Особое место занимает группа кинесических визуальных кодов, знаки которых разворачиваются как в пространстве, так и во времени, но сохраняют свое значение и будучи запечатленными в изобразительном пространстве. Сюда относятся жестикуляция, мимика и пантомимика, всевозможные значимые положения тела.
За исключением своих специальных иконографических модификаций, все названные визуальные коды вместе с символикой цвета и света, формы и пространства образуют комплекс семиотических средств, которые привлекаются для осмысления как произведений изобразительного искусства, так и «внехудожественной» реальности и применимы к пространственным объектам как «по ту», так и «по эту» сторону картинной плоскости.

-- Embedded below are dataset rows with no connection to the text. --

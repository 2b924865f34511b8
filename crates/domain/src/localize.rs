// Copyright (C) 2026 Fred Clausen
// Use of this source code is governed by an MIT-style
// license that can be found in the LICENSE file or at
// https://opensource.org/licenses/MIT.

//! Localization capability.
//!
//! Rule sets never look up translations themselves. Callers pass a
//! [`Localize`] implementation, which receives English message templates
//! containing `{{name}}` placeholders plus the values to substitute.

/// Renders a message template in the user's language.
pub trait Localize {
    /// Returns the localized form of `template` with `values` substituted.
    fn localize(&self, template: &str, values: &[(&str, String)]) -> String;
}

impl<F> Localize for F
where
    F: Fn(&str, &[(&str, String)]) -> String,
{
    fn localize(&self, template: &str, values: &[(&str, String)]) -> String {
        self(template, values)
    }
}

/// English localizer: substitutes placeholders and keeps the template text.
#[derive(Debug, Clone, Copy, Default)]
pub struct DefaultLocalizer;

impl Localize for DefaultLocalizer {
    fn localize(&self, template: &str, values: &[(&str, String)]) -> String {
        substitute_placeholders(template, values)
    }
}

/// Replaces every `{{name}}` in `template` with the matching value.
///
/// Whitespace inside the braces is ignored. Placeholders without a value
/// are left untouched.
#[must_use]
pub fn substitute_placeholders(template: &str, values: &[(&str, String)]) -> String {
    let mut output: String = String::with_capacity(template.len());
    let mut rest: &str = template;

    while let Some(start) = rest.find("{{") {
        output.push_str(&rest[..start]);
        let after_open: &str = &rest[start + 2..];
        let Some(end) = after_open.find("}}") else {
            rest = &rest[start..];
            break;
        };

        let name: &str = after_open[..end].trim();
        match values.iter().find(|(key, _)| *key == name) {
            Some((_, value)) => output.push_str(value),
            None => output.push_str(&rest[start..start + 2 + end + 2]),
        }
        rest = &after_open[end + 2..];
    }

    output.push_str(rest);
    output
}
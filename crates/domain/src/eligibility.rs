// Copyright (C) 2026 Fred Clausen
// Use of this source code is governed by an MIT-style
// license that can be found in the LICENSE file or at
// https://opensource.org/licenses/MIT.

use crate::localize::Localize;

/// Eligibility code: the user's completion rate is below the advert minimum.
pub const COMPLETION_RATE: &str = "completion_rate";

/// Eligibility code: the user joined more recently than the advert allows.
pub const JOIN_DATE: &str = "join_date";

/// Explains why a user cannot place an order on an advert.
///
/// A single recognized code gets its specific message. Any other
/// combination gets the generic message.
#[must_use]
pub fn eligibility_error_message<S: AsRef<str>>(codes: &[S], localizer: &dyn Localize) -> String {
    let specific: Option<&str> = match codes {
        [only] => match only.as_ref() {
            COMPLETION_RATE => Some("Your completion rate is too low for this ad."),
            JOIN_DATE => Some("You've not used Deriv P2P long enough for this ad."),
            _ => None,
        },
        _ => None,
    };

    localizer.localize(
        specific.unwrap_or("The advertiser has set conditions for this ad that you don't meet."),
        &[],
    )
}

Существует, однако, еще один комплекс семиотических средств, благодаря которым соотнесение этих сторон становится вообще возможным, и происходит парадоксальное восприятие покрытого красками холста не как предмета в пространстве, а как пространства, в котором находятся другие предметы. Таковы всевозможные признаки пространственности, сознательно выстраиваемые художником на плоскости: линейная и воздушная перспектива, светотень, заслонения, пересечения и т. п. Подобные признаки входят в план выражения перцептуального кода, который имеет естественное происхождение, но корректируется в культуре. Способность пользоваться им в актах восприятия возникает в младенчестве вместе с умением выстраивать из мозаики светлых и темных пятен в зрительном поле визуальный образ объемных тел и их пространственных отношений. Однако для того, чтобы перцептуальный код смог участвовать не только в восприятии, но и в создании изображений, необходимо экстериоризировать получаемый с его помощью перцептивный образ, проходя обратный путь – от готового восприятия к тем признакам, по которым оно создается. Такой визуальный анализ требует специального обучения, опирающегося на опыт, накопленный в культуре.

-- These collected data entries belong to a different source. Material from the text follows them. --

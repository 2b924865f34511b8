// Copyright (C) 2026 Fred Clausen
// Use of this source code is governed by an MIT-style
// license that can be found in the LICENSE file or at
// https://opensource.org/licenses/MIT.

//! Advert form field validation rules.
//!
//! Each validated field gets an ordered [`RuleSet`]. Rules are evaluated in
//! declaration order and the first failing rule's message is shown to the
//! user. Cross-field rules read sibling values through a [`FieldAccessor`]
//! each time they run, so they always see the latest form state.

use crate::localize::Localize;
use crate::numeric::{count_decimal_places, is_decimal, is_within_range, parse_form_number};
use crate::types::{FormField, RateType};
use std::collections::{BTreeMap, HashMap};
use std::hash::BuildHasher;

const MAX_DECIMAL_PLACES: usize = 2;

/// Read access to the current value of any form field.
pub trait FieldAccessor {
    /// Returns the current value stored under `key`, if any.
    fn get_value(&self, key: &str) -> Option<String>;
}

impl<F> FieldAccessor for F
where
    F: Fn(&str) -> Option<String>,
{
    fn get_value(&self, key: &str) -> Option<String> {
        self(key)
    }
}

impl<S: BuildHasher> FieldAccessor for HashMap<String, String, S> {
    fn get_value(&self, key: &str) -> Option<String> {
        self.get(key).cloned()
    }
}

impl FieldAccessor for BTreeMap<String, String> {
    fn get_value(&self, key: &str) -> Option<String> {
        self.get(key).cloned()
    }
}

type Check<'a> = Box<dyn Fn(&str) -> Result<(), String> + 'a>;

/// A single named validation rule.
pub struct Rule<'a> {
    name: &'static str,
    check: Check<'a>,
}

impl<'a> Rule<'a> {
    fn new(name: &'static str, check: impl Fn(&str) -> Result<(), String> + 'a) -> Self {
        Self {
            name,
            check: Box::new(check),
        }
    }

    /// Returns the rule identifier.
    #[must_use]
    pub const fn name(&self) -> &'static str {
        self.name
    }

    /// Checks a field value against this rule.
    ///
    /// # Errors
    ///
    /// Returns the localized user-facing message if the value fails the rule.
    pub fn check(&self, value: &str) -> Result<(), String> {
        (self.check)(value)
    }
}

impl std::fmt::Debug for Rule<'_> {
    fn fmt(&self, f: &mut std::fmt::Formatter<'_>) -> std::fmt::Result {
        f.debug_struct("Rule").field("name", &self.name).finish()
    }
}

/// Ordered validation rules for one form field.
#[derive(Debug, Default)]
pub struct RuleSet<'a> {
    rules: Vec<Rule<'a>>,
}

impl<'a> RuleSet<'a> {
    /// Creates a rule set that accepts every value.
    #[must_use]
    pub const fn empty() -> Self {
        Self { rules: Vec::new() }
    }

    fn with(mut self, name: &'static str, check: impl Fn(&str) -> Result<(), String> + 'a) -> Self {
        self.rules.push(Rule::new(name, check));
        self
    }

    /// Returns the number of rules.
    #[must_use]
    pub fn len(&self) -> usize {
        self.rules.len()
    }

    /// Returns true if the rule set accepts every value.
    #[must_use]
    pub fn is_empty(&self) -> bool {
        self.rules.is_empty()
    }

    /// Returns the rule identifiers in evaluation order.
    pub fn names(&self) -> impl Iterator<Item = &'static str> + '_ {
        self.rules.iter().map(Rule::name)
    }

    /// Validates a value, stopping at the first failing rule.
    ///
    /// # Errors
    ///
    /// Returns the message of the first rule the value fails.
    pub fn validate(&self, value: &str) -> Result<(), String> {
        self.rules.iter().try_for_each(|rule| rule.check(value))
    }
}

/// Builds the rule set for the field stored under `field_key`.
///
/// Keys that are not validated fields get an empty rule set, so the field
/// is always considered valid.
#[must_use]
pub fn build_rules<'a>(
    field_key: &str,
    accessor: &'a dyn FieldAccessor,
    localizer: &'a dyn Localize,
) -> RuleSet<'a> {
    FormField::from_key(field_key).map_or_else(RuleSet::empty, |field| {
        rules_for(field, accessor, localizer)
    })
}

/// Builds the rule set for a validated field.
#[must_use]
pub fn rules_for<'a>(
    field: FormField,
    accessor: &'a dyn FieldAccessor,
    localizer: &'a dyn Localize,
) -> RuleSet<'a> {
    match field {
        FormField::Amount => amount_rules(accessor, localizer),
        FormField::RateValue => rate_value_rules(accessor, localizer),
        FormField::MinOrder => min_order_rules(accessor, localizer),
        FormField::MaxOrder => max_order_rules(accessor, localizer),
    }
}

/// Validates every form field, reading values through `accessor`.
///
/// Missing values are validated as empty. Only failing fields appear in the
/// result.
#[must_use]
pub fn validate_form(
    accessor: &dyn FieldAccessor,
    localizer: &dyn Localize,
) -> BTreeMap<FormField, String> {
    FormField::ALL
        .into_iter()
        .filter_map(|field| {
            let value: String = accessor.get_value(field.key()).unwrap_or_default();
            rules_for(field, accessor, localizer)
                .validate(&value)
                .err()
                .map(|message| (field, message))
        })
        .collect()
}

fn amount_rules<'a>(accessor: &'a dyn FieldAccessor, localizer: &'a dyn Localize) -> RuleSet<'a> {
    RuleSet::empty()
        .with("required", move |value| {
            required(value, &localizer.localize("Amount", &[]), localizer)
        })
        .with("numeric", move |value| {
            numeric(value, "Enter a valid amount", localizer)
        })
        .with("decimal_places", move |value| decimal_places(value, localizer))
        .with("not_below_min_order", move |value| {
            fail_if(
                compare_sibling(value, FormField::MinOrder, accessor, |own, other| own < other),
                "Amount should not be below Min limit",
                localizer,
            )
        })
        .with("not_below_max_order", move |value| {
            fail_if(
                compare_sibling(value, FormField::MaxOrder, accessor, |own, other| own < other),
                "Amount should not be below Max limit",
                localizer,
            )
        })
}

fn rate_value_rules<'a>(
    accessor: &'a dyn FieldAccessor,
    localizer: &'a dyn Localize,
) -> RuleSet<'a> {
    RuleSet::empty()
        .with("required", move |value| {
            let label: &str = if selected_rate_type(accessor) == Some(RateType::Fixed) {
                "Fixed rate"
            } else {
                "Floating rate"
            };
            required(value, &localizer.localize(label, &[]), localizer)
        })
        .with("numeric", move |value| {
            numeric(value, "Enter a valid amount", localizer)
        })
        .with("decimal_places", move |value| {
            if selected_rate_type(accessor) == Some(RateType::Fixed) {
                decimal_places(value, localizer)
            } else {
                Ok(())
            }
        })
        .with("within_offset_limit", move |value| {
            if value.is_empty() || selected_rate_type(accessor) != Some(RateType::Float) {
                return Ok(());
            }

            // An absent limit fails the range check.
            let limit_value: Option<String> =
                accessor.get_value(FormField::FLOAT_RATE_OFFSET_LIMIT_KEY);
            let limit: Option<f64> = limit_value.as_deref().and_then(parse_form_number);
            let within: bool = match (parse_form_number(value), limit) {
                (Some(rate), Some(limit)) => is_within_range(rate, limit),
                _ => false,
            };

            if within {
                Ok(())
            } else {
                Err(localizer.localize(
                    "Enter a value that's within -{{limitValue}}% to +{{limitValue}}%",
                    &[("limitValue", limit_value.unwrap_or_default())],
                ))
            }
        })
}

fn min_order_rules<'a>(
    accessor: &'a dyn FieldAccessor,
    localizer: &'a dyn Localize,
) -> RuleSet<'a> {
    RuleSet::empty()
        .with("required", move |value| {
            required(value, &localizer.localize("Min limit", &[]), localizer)
        })
        .with("numeric", move |value| {
            numeric(value, "Only numbers are allowed.", localizer)
        })
        .with("decimal_places", move |value| decimal_places(value, localizer))
        .with("not_above_amount", move |value| {
            fail_if(
                compare_sibling(value, FormField::Amount, accessor, |own, other| own > other),
                "Min limit should not exceed Amount",
                localizer,
            )
        })
        .with("not_above_max_order", move |value| {
            fail_if(
                compare_sibling(value, FormField::MaxOrder, accessor, |own, other| own > other),
                "Min limit should not exceed Max limit",
                localizer,
            )
        })
}

fn max_order_rules<'a>(
    accessor: &'a dyn FieldAccessor,
    localizer: &'a dyn Localize,
) -> RuleSet<'a> {
    RuleSet::empty()
        .with("required", move |value| {
            required(value, &localizer.localize("Max limit", &[]), localizer)
        })
        .with("numeric", move |value| {
            numeric(value, "Only numbers are allowed.", localizer)
        })
        .with("decimal_places", move |value| decimal_places(value, localizer))
        .with("not_above_amount", move |value| {
            fail_if(
                compare_sibling(value, FormField::Amount, accessor, |own, other| own > other),
                "Max limit should not exceed Amount",
                localizer,
            )
        })
        .with("not_below_min_order", move |value| {
            fail_if(
                compare_sibling(value, FormField::MinOrder, accessor, |own, other| own < other),
                "Max limit should not be below Min limit",
                localizer,
            )
        })
}

fn required(value: &str, label: &str, localizer: &dyn Localize) -> Result<(), String> {
    if value.is_empty() {
        return Err(localizer.localize("{{field}} is required", &[("field", label.to_string())]));
    }
    Ok(())
}

fn numeric(value: &str, message: &str, localizer: &dyn Localize) -> Result<(), String> {
    if parse_form_number(value).is_none() {
        return Err(localizer.localize(message, &[]));
    }
    Ok(())
}

fn decimal_places(value: &str, localizer: &dyn Localize) -> Result<(), String> {
    let positive: bool = parse_form_number(value).is_some_and(|number| number > 0.0);
    if positive && is_decimal(value) && count_decimal_places(value) <= MAX_DECIMAL_PLACES {
        return Ok(());
    }
    Err(localizer.localize("Only up to 2 decimals are allowed.", &[]))
}

fn fail_if(failed: bool, message: &str, localizer: &dyn Localize) -> Result<(), String> {
    if failed {
        return Err(localizer.localize(message, &[]));
    }
    Ok(())
}

/// Compares a value with a sibling field, if the sibling is set.
///
/// Unset siblings and values that are not numbers never fail a comparison.
fn compare_sibling(
    value: &str,
    sibling: FormField,
    accessor: &dyn FieldAccessor,
    fails: impl Fn(f64, f64) -> bool,
) -> bool {
    let Some(other) = accessor
        .get_value(sibling.key())
        .filter(|other| !other.is_empty())
    else {
        return false;
    };

    match (parse_form_number(value), parse_form_number(&other)) {
        (Some(own), Some(other)) => fails(own, other),
        _ => false,
    }
}

fn selected_rate_type(accessor: &dyn FieldAccessor) -> Option<RateType> {
    accessor
        .get_value(FormField::RATE_TYPE_KEY)
        .and_then(|rate_type| rate_type.parse().ok())
}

Различные культуры в своем историческом развитии выделяют из естественного перцептуального кода разные комплексы визуальных средств, создавая тем самым специфичные для каждой из них «формы видения». Появление картины как особого предмета оказалось связанным с такой формой видения, которая перестала трактовать плоскость изображения как стену и предпочла интерпретировать ее как окно, открывающее для взгляда вход в иное пространство, или даже – как оптические приборы, например, как зеркало или линзу. В отличие от таких приборов, однако, картина сохраняет в себе вместе со свойствами окна и свойства стены: она предполагает взгляд не только сквозь, но и на себя. При этом сопоставление обоих способов смотрения составляет существенный момент ее эстетического восприятия – что отличает картину и от изображения на кино– и телеэкранах, полностью «растворяющегося» в них.